▸ **TASK TO COMPLETE**: Lines from the beginning of the entries up to and including the one with "use tokio::task::JoinError;" must be duplicated word for word; leave out all others.
==========
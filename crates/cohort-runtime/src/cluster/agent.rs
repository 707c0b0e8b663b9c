use std::sync::Arc;
use std::time::Duration;

use tokio::sync::broadcast::error::RecvError;
use tokio::sync::watch;
use tokio::task::JoinError;

use cohort_core::cluster::{ClusterProvider, MemberCapabilities, MemberRole};
use cohort_core::config::ClusterConfig;
use cohort_core::error::{CohortError, Result};

use super::listener::InvocationListener;
use super::provider::PgClusterProvider;
use crate::db::Database;

/// How long to wait for the listener task after asking it to stop.
const LISTENER_STOP_TIMEOUT: Duration = Duration::from_secs(5);

/// Local process lifecycle, driven by remote commands or signals.
#[derive(Clone)]
pub struct ProcessControl {
    shutdown_tx: Arc<watch::Sender<bool>>,
}

impl ProcessControl {
    pub fn new() -> Self {
        let (shutdown_tx, _) = watch::channel(false);
        Self {
            shutdown_tx: Arc::new(shutdown_tx),
        }
    }

    /// Receiver that flips to `true` once shutdown is requested.
    pub fn subscribe(&self) -> watch::Receiver<bool> {
        self.shutdown_tx.subscribe()
    }

    /// Request shutdown now.
    pub fn request_shutdown(&self) {
        self.shutdown_tx.send_replace(true);
    }

    pub fn is_shutdown_requested(&self) -> bool {
        *self.shutdown_tx.borrow()
    }
}

impl Default for ProcessControl {
    fn default() -> Self {
        Self::new()
    }
}

impl MemberCapabilities for ProcessControl {
    fn terminate_after(&self, delay: Duration) {
        tracing::info!("Terminating in {:?}", delay);
        let control = self.clone();
        tokio::spawn(async move {
            tokio::time::sleep(delay).await;
            control.request_shutdown();
        });
    }
}

/// A long-running cluster member that executes invocations addressed to it.
pub struct MemberAgent {
    provider: Arc<PgClusterProvider>,
    listener: Arc<InvocationListener>,
    control: ProcessControl,
}

impl MemberAgent {
    /// Join the cluster as a member advertising `services`.
    pub async fn start(
        db: Database,
        config: ClusterConfig,
        services: Vec<String>,
    ) -> Result<Self> {
        let provider =
            PgClusterProvider::join(db, config, MemberRole::Member, services.clone()).await?;

        let listener = InvocationListener::new(
            provider.database().pool().clone(),
            provider.channel(),
            provider.local_member().id,
            services,
        );

        Ok(Self {
            provider: Arc::new(provider),
            listener: Arc::new(listener),
            control: ProcessControl::new(),
        })
    }

    /// Cluster view of this member.
    pub fn provider(&self) -> Arc<PgClusterProvider> {
        self.provider.clone()
    }

    /// Serve invocations until terminated, then leave the cluster.
    ///
    /// The member becomes active only once its listener is subscribed, so a
    /// stop issued while it starts up never counts it.
    pub async fn run(self) -> Result<()> {
        let mut invocations = self.listener.subscribe();
        let mut shutdown_rx = self.control.subscribe();
        let mut ready_rx = self.listener.ready();

        let listener = self.listener.clone();
        let mut listener_task = tokio::spawn(async move { listener.run().await });
        let mut listener_done = false;

        let ctrl_c = tokio::signal::ctrl_c();
        tokio::pin!(ctrl_c);

        let startup = tokio::select! {
            ready = ready_rx.wait_for(|ready| *ready) => match ready {
                Ok(_) => Ok(()),
                Err(_) => Err(CohortError::Internal("Listener dropped".to_string())),
            },
            joined = &mut listener_task => {
                listener_done = true;
                Err(listener_failure(joined))
            }
        };
        let startup = match startup {
            Ok(()) => self.provider.activate().await,
            Err(e) => Err(e),
        };

        let result = match startup {
            Err(e) => Err(e),
            Ok(()) => {
                tracing::info!(
                    member = %self.provider.local_member().id,
                    services = ?self.provider.local_member().services,
                    "Member agent running"
                );

                loop {
                    tokio::select! {
                        received = invocations.recv() => match received {
                            Ok(invocation) => {
                                tracing::info!(
                                    invocation = %invocation.id,
                                    sender = %invocation.sender,
                                    command = invocation.command.kind(),
                                    "Executing invocation"
                                );
                                invocation.command.execute(&self.control);
                            }
                            Err(RecvError::Lagged(skipped)) => {
                                tracing::warn!("Dropped {} invocations", skipped);
                            }
                            Err(RecvError::Closed) => break Ok(()),
                        },
                        changed = shutdown_rx.changed() => {
                            if changed.is_err() || *shutdown_rx.borrow() {
                                tracing::info!("Shutdown requested");
                                break Ok(());
                            }
                        }
                        _ = &mut ctrl_c => {
                            tracing::info!("Interrupted");
                            break Ok(());
                        }
                        joined = &mut listener_task => {
                            listener_done = true;
                            break Err(listener_failure(joined));
                        }
                    }
                }
            }
        };

        self.listener.stop();
        if !listener_done
            && tokio::time::timeout(LISTENER_STOP_TIMEOUT, &mut listener_task)
                .await
                .is_err()
        {
            listener_task.abort();
        }

        self.provider.shutdown().await;
        result
    }
}

/// Error for a listener task that ended while the agent still needed it.
fn listener_failure(joined: std::result::Result<Result<()>, JoinError>) -> CohortError {
    match joined {
        Ok(Ok(())) => CohortError::Internal("Listener stopped unexpectedly".to_string()),
        Ok(Err(e)) => e,
        Err(e) => CohortError::Internal(format!("Listener task failed: {}", e)),
    }
}
//! Adapter interfaces for remote catalog sources.
//!
//! A source returns a full catalog snapshot; merging is the store's job.

pub mod file;
pub mod http;

use async_trait::async_trait;
use thiserror::Error;

use crate::library::Catalog;

pub use file::FileCatalogSource;
pub use http::HttpCatalogSource;

/// Errors that can occur while fetching a snapshot
#[derive(Debug, Error)]
pub enum SourceError {
    #[error("HTTP error: {0}")]
    Http(#[from] reqwest::Error),

    #[error("Source returned status {status} for {url}")]
    Status { url: String, status: u16 },

    #[error("Malformed catalog payload: {0}")]
    Malformed(#[from] serde_json::Error),

    #[error("IO error: {0}")]
    Io(#[from] std::io::Error),
}

/// Trait for catalog snapshot sources
#[async_trait]
pub trait CatalogSource: Send + Sync {
    /// Human-readable source description
    fn name(&self) -> &str;

    /// Fetch a full snapshot
    async fn fetch(&self) -> Result<Catalog, SourceError>;
}

/// Parse a `url -> record` JSON payload
pub fn parse_snapshot(payload: &str) -> Result<Catalog, SourceError> {
    Ok(serde_json::from_str(payload)?)
}
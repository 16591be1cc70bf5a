//! Catalog of mirrored short films.
//!
//! An ordered map keyed by source URL. Iteration order is insertion order,
//! which is what the featured view presents.

use indexmap::IndexMap;
use serde::{Deserialize, Serialize, Serializer};

use crate::domain::VideoRecord;

/// Catalog of all mirrored videos, keyed by URL
#[derive(Debug, Clone, Default, PartialEq, Eq, Deserialize)]
#[serde(from = "IndexMap<String, VideoRecord>")]
pub struct Catalog {
    entries: IndexMap<String, VideoRecord>,
}

/// What a merge did to the catalog
#[derive(Debug, Clone, Copy, Default, PartialEq, Eq, Serialize)]
pub struct MergeStats {
    /// Keys that were not present before
    pub inserted: usize,

    /// Existing keys whose fields changed
    pub updated: usize,

    /// Existing keys left as they were
    pub unchanged: usize,
}

impl MergeStats {
    /// Whether the merge mutated anything
    pub fn changed(&self) -> bool {
        self.inserted > 0 || self.updated > 0
    }

    /// Number of incoming records
    pub fn total(&self) -> usize {
        self.inserted + self.updated + self.unchanged
    }
}

impl From<IndexMap<String, VideoRecord>> for Catalog {
    fn from(entries: IndexMap<String, VideoRecord>) -> Self {
        let mut catalog = Catalog::new();
        for (url, record) in entries {
            catalog.insert(url, record);
        }
        catalog
    }
}

impl FromIterator<VideoRecord> for Catalog {
    fn from_iter<I: IntoIterator<Item = VideoRecord>>(iter: I) -> Self {
        let mut catalog = Catalog::new();
        for record in iter {
            let url = record.url.clone();
            catalog.insert(url, record);
        }
        catalog
    }
}

impl Serialize for Catalog {
    fn serialize<S: Serializer>(&self, serializer: S) -> Result<S::Ok, S::Error> {
        self.entries.serialize(serializer)
    }
}

impl Catalog {
    /// Create a new empty catalog
    pub fn new() -> Self {
        Self {
            entries: IndexMap::new(),
        }
    }

    /// Insert or replace a record; the record URL is normalised to the key
    fn insert(&mut self, url: String, mut record: VideoRecord) {
        record.url = url.clone();
        self.entries.insert(url, record);
    }

    /// Get a record by URL
    pub fn get(&self, url: &str) -> Option<&VideoRecord> {
        self.entries.get(url)
    }

    /// Get a record by position in catalog order
    pub fn get_index(&self, index: usize) -> Option<&VideoRecord> {
        self.entries.get_index(index).map(|(_, record)| record)
    }

    /// Check whether a URL is cataloged
    pub fn contains(&self, url: &str) -> bool {
        self.entries.contains_key(url)
    }

    /// Merge an incoming snapshot.
    ///
    /// New keys are appended in snapshot order, existing keys are updated in
    /// place. Nothing is ever removed.
    pub fn merge(&mut self, incoming: Catalog) -> MergeStats {
        let mut stats = MergeStats::default();

        for (url, record) in incoming.entries {
            match self.entries.get_mut(&url) {
                Some(existing) => {
                    if existing.absorb(record) {
                        stats.updated += 1;
                    } else {
                        stats.unchanged += 1;
                    }
                }
                None => {
                    self.insert(url, record);
                    stats.inserted += 1;
                }
            }
        }

        stats
    }

    /// Iterate records in catalog order
    pub fn iter(&self) -> impl Iterator<Item = &VideoRecord> {
        self.entries.values()
    }

    /// Iterate URLs in catalog order
    pub fn urls(&self) -> impl Iterator<Item = &str> {
        self.entries.keys().map(String::as_str)
    }

    /// Get the number of records
    pub fn len(&self) -> usize {
        self.entries.len()
    }

    /// Check if the catalog is empty
    pub fn is_empty(&self) -> bool {
        self.entries.is_empty()
    }
}

#[cfg(test)]
mod tests {
    use super::*;

    fn snapshot() -> Catalog {
        [
            VideoRecord::new("https://y/1", r#"CGI Animated Short Film: "Dust" by ESMA"#),
            VideoRecord::new("https://y/2", r#"CGI 3D Animated Short: "Spring" by Blender Studio"#),
        ]
        .into_iter()
        .collect()
    }

    #[test]
    fn test_merge_into_empty() {
        let mut catalog = Catalog::new();
        let stats = catalog.merge(snapshot());

        assert_eq!(stats.inserted, 2);
        assert_eq!(catalog.len(), 2);
        assert!(catalog.contains("https://y/1"));
    }

    #[test]
    fn test_merge_is_idempotent() {
        let mut once = Catalog::new();
        once.merge(snapshot());

        let mut twice = Catalog::new();
        twice.merge(snapshot());
        let second = twice.merge(snapshot());

        assert_eq!(once, twice);
        assert!(!second.changed());
        assert_eq!(second.unchanged, 2);
        assert_eq!(second.total(), 2);
    }

    #[test]
    fn test_merge_never_removes() {
        let mut catalog = snapshot();
        let partial: Catalog = [VideoRecord::new("https://y/3", "Another short")]
            .into_iter()
            .collect();

        catalog.merge(partial);
        catalog.merge(Catalog::new());

        assert_eq!(catalog.len(), 3);
    }

    #[test]
    fn test_merge_overwrites_title_keeps_position() {
        let mut catalog = snapshot();
        let update: Catalog = [VideoRecord::new("https://y/1", "Dust (Remastered)")]
            .into_iter()
            .collect();

        let stats = catalog.merge(update);

        assert_eq!(stats.updated, 1);
        assert_eq!(catalog.get_index(0).unwrap().title, "Dust (Remastered)");
    }

    #[test]
    fn test_deserialize_preserves_order_and_normalises_url() {
        let json = r#"{
            "https://y/b": {"title": "B", "thumbnail": "tb"},
            "https://y/a": {"title": "A", "url": "https://elsewhere", "thumbnail": "ta"}
        }"#;

        let catalog: Catalog = serde_json::from_str(json).unwrap();
        let urls: Vec<_> = catalog.urls().collect();

        assert_eq!(urls, vec!["https://y/b", "https://y/a"]);
        assert_eq!(catalog.get("https://y/a").unwrap().url, "https://y/a");
    }
}
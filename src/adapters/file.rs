//! Local file catalog source, for seed imports and offline use.

use std::path::PathBuf;

use async_trait::async_trait;

use super::{parse_snapshot, CatalogSource, SourceError};
use crate::library::Catalog;

/// Catalog source read from a JSON file on disk
pub struct FileCatalogSource {
    path: PathBuf,
    name: String,
}

impl FileCatalogSource {
    pub fn new(path: impl Into<PathBuf>) -> Self {
        let path = path.into();
        let name = path.display().to_string();
        Self { path, name }
    }
}

#[async_trait]
impl CatalogSource for FileCatalogSource {
    fn name(&self) -> &str {
        &self.name
    }

    async fn fetch(&self) -> Result<Catalog, SourceError> {
        let content = tokio::fs::read_to_string(&self.path).await?;
        parse_snapshot(&content)
    }
}
//! Domain types for reelmatch.
//!
//! This module contains the core data structures:
//! - VideoRecord: One mirrored catalog entry
//! - MediaType / MatchResult: What the host asks for and what it gets back

pub mod media;
pub mod video;

// Re-export commonly used types
pub use media::{
    clamp_confidence, MatchResult, MediaType, PlaybackType, ResultKind, SkillIdentity,
    UnknownMediaType,
};
pub use video::{VideoRecord, YOUTUBE_URI_PREFIX};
==========
▸ **TASK SOLUTION**:
filename crates/cohort-runtime/src/cluster/agent.rs
repository 707c0b0e8b663b9c
use std::sync::Arc;
use std::time::Duration;

use tokio::sync::broadcast::error::RecvError;
use tokio::sync::watch;
use tokio::task::JoinError;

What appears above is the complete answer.